When you’re living with rheumatoid arthritis, your husband is too. The disease’s pain and fatigue can strain even healthy relationships. Here’s how to manage your condition and your marriage…

Just remember, he’s facing challenges too. A healthy marriage takes effort from both sides. Here are practical steps to keep your relationship thriving – even when you're feeling your worst.

1. Keep talking
No matter how bad you feel when living with rheumatoid arthritis, don’t shut your husband out. Keep communicating, says Adena Batterman, LCSW, manager of rheumatoid arthritis support and education programs at Hospital for Special Surgery in New York City.

“You may be able to perform tasks one day, but not the next,” she says. “There needs to be an almost daily renegotiation of how you and your spouse will handle these chores.”

2. Express yourself
Tell your partner your thoughts and feelings, Batterman advises.

“The experience of being heard and empathized with promotes intimacy,” she says. “It can bring you closer and strengthen bonds.”

3. Don’t take frustrations out on your spouse
When expressing feelings about living with rheumatoid arthritis, watch your phrasing. Make it clear you’re unhappy with the situation, not your husband.

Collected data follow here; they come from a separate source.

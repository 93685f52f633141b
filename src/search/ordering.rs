//! Move ordering: killer moves and the transposition move.

use smallvec::SmallVec;

use crate::moves::MoveRecord;

const KILLERS_PER_PLY: usize = 2;

/// Moves that caused beta cutoffs, per ply.
#[derive(Clone, Debug, Default)]
pub struct KillerTable {
    plies: Vec<SmallVec<[MoveRecord; KILLERS_PER_PLY]>>,
}

impl KillerTable {
    #[must_use]
    pub fn new() -> Self {
        Self::default()
    }

    /// Remember a cutoff move at `ply`, most recent first.
    pub fn record(&mut self, ply: usize, mv: &MoveRecord) {
        if self.plies.len() <= ply {
            self.plies.resize_with(ply + 1, SmallVec::new);
        }
        let slot = &mut self.plies[ply];
        if slot.first() == Some(mv) {
            return;
        }
        slot.retain(|k| k != mv);
        slot.insert(0, mv.clone());
        slot.truncate(KILLERS_PER_PLY);
    }

    #[must_use]
    pub fn killers(&self, ply: usize) -> &[MoveRecord] {
        self.plies.get(ply).map_or(&[], |s| &s[..])
    }

    pub fn clear(&mut self) {
        self.plies.clear();
    }
}

/// Stable reorder: `first`, then `killers` in order, then the rest.
///
/// Preferred moves that are not in `moves` are ignored.
pub fn promote(moves: &mut Vec<MoveRecord>, first: Option<&MoveRecord>, killers: &[MoveRecord]) {
    let mut front = 0;
    for preferred in first.into_iter().chain(killers) {
        if let Some(pos) = moves[front..].iter().position(|m| m == preferred) {
            let mv = moves.remove(front + pos);
            moves.insert(front, mv);
            front += 1;
        }
    }
}

#[cfg(test)]
mod tests {
    use super::*;

    fn mv(s: &str) -> MoveRecord {
        s.parse().unwrap()
    }

    #[test]
    fn test_killers_keep_two_most_recent() {
        let mut killers = KillerTable::new();
        killers.record(3, &mv("P0 move #0 a1"));
        killers.record(3, &mv("P0 move #0 b1"));
        killers.record(3, &mv("P0 move #0 c1"));
        killers.record(3, &mv("P0 move #0 c1"));

        let at3 = killers.killers(3);
        assert_eq!(at3.len(), 2);
        assert_eq!(at3[0], mv("P0 move #0 c1"));
        assert_eq!(at3[1], mv("P0 move #0 b1"));
        assert!(killers.killers(0).is_empty());
        assert!(killers.killers(9).is_empty());
    }

    #[test]
    fn test_promote_is_stable() {
        let mut moves: Vec<_> = ["a1", "b1", "c1", "a2", "b2"]
            .iter()
            .map(|c| mv(&format!("P0 move #0 {c}")))
            .collect();
        let tt = mv("P0 move #0 b2");
        let killers = [mv("P0 move #0 c1"), mv("P0 move #0 c3")];

        promote(&mut moves, Some(&tt), &killers);

        let order: Vec<_> = moves.iter().map(|m| m.operands[1].to_string()).collect();
        assert_eq!(order, vec!["b2", "c1", "a1", "b1", "a2"]);
    }

    #[test]
    fn test_promote_ignores_duplicates_of_first() {
        let mut moves = vec![mv("P0 pass"), mv("P0 move #0 a1")];
        let first = mv("P0 move #0 a1");
        promote(&mut moves, Some(&first), std::slice::from_ref(&first));
        assert_eq!(moves[0], first);
        assert_eq!(moves.len(), 2);
    }
}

“Use phrases that start with ‘I’,” suggests Batterman. “Say, ‘I feel’ or ‘I wish,’ not ‘You didn’t’ or ‘Can’t you just…?’”

4. Ask for help
With rheumatoid arthritis, pain and fatigue can make simple tasks - like bathing children, walking the dog and cooking dinner - too tough to handle.

But, again, phrasing is key, so you don’t offend with your demands. Before asking for help, think about exactly what you need, Batterman says.

“Be specific about the task, day and time,” she says. “Be assertive and clear, but not aggressive.”

Start by saying, “I really need help,” she suggests – phrasing it as a request rather than a demand.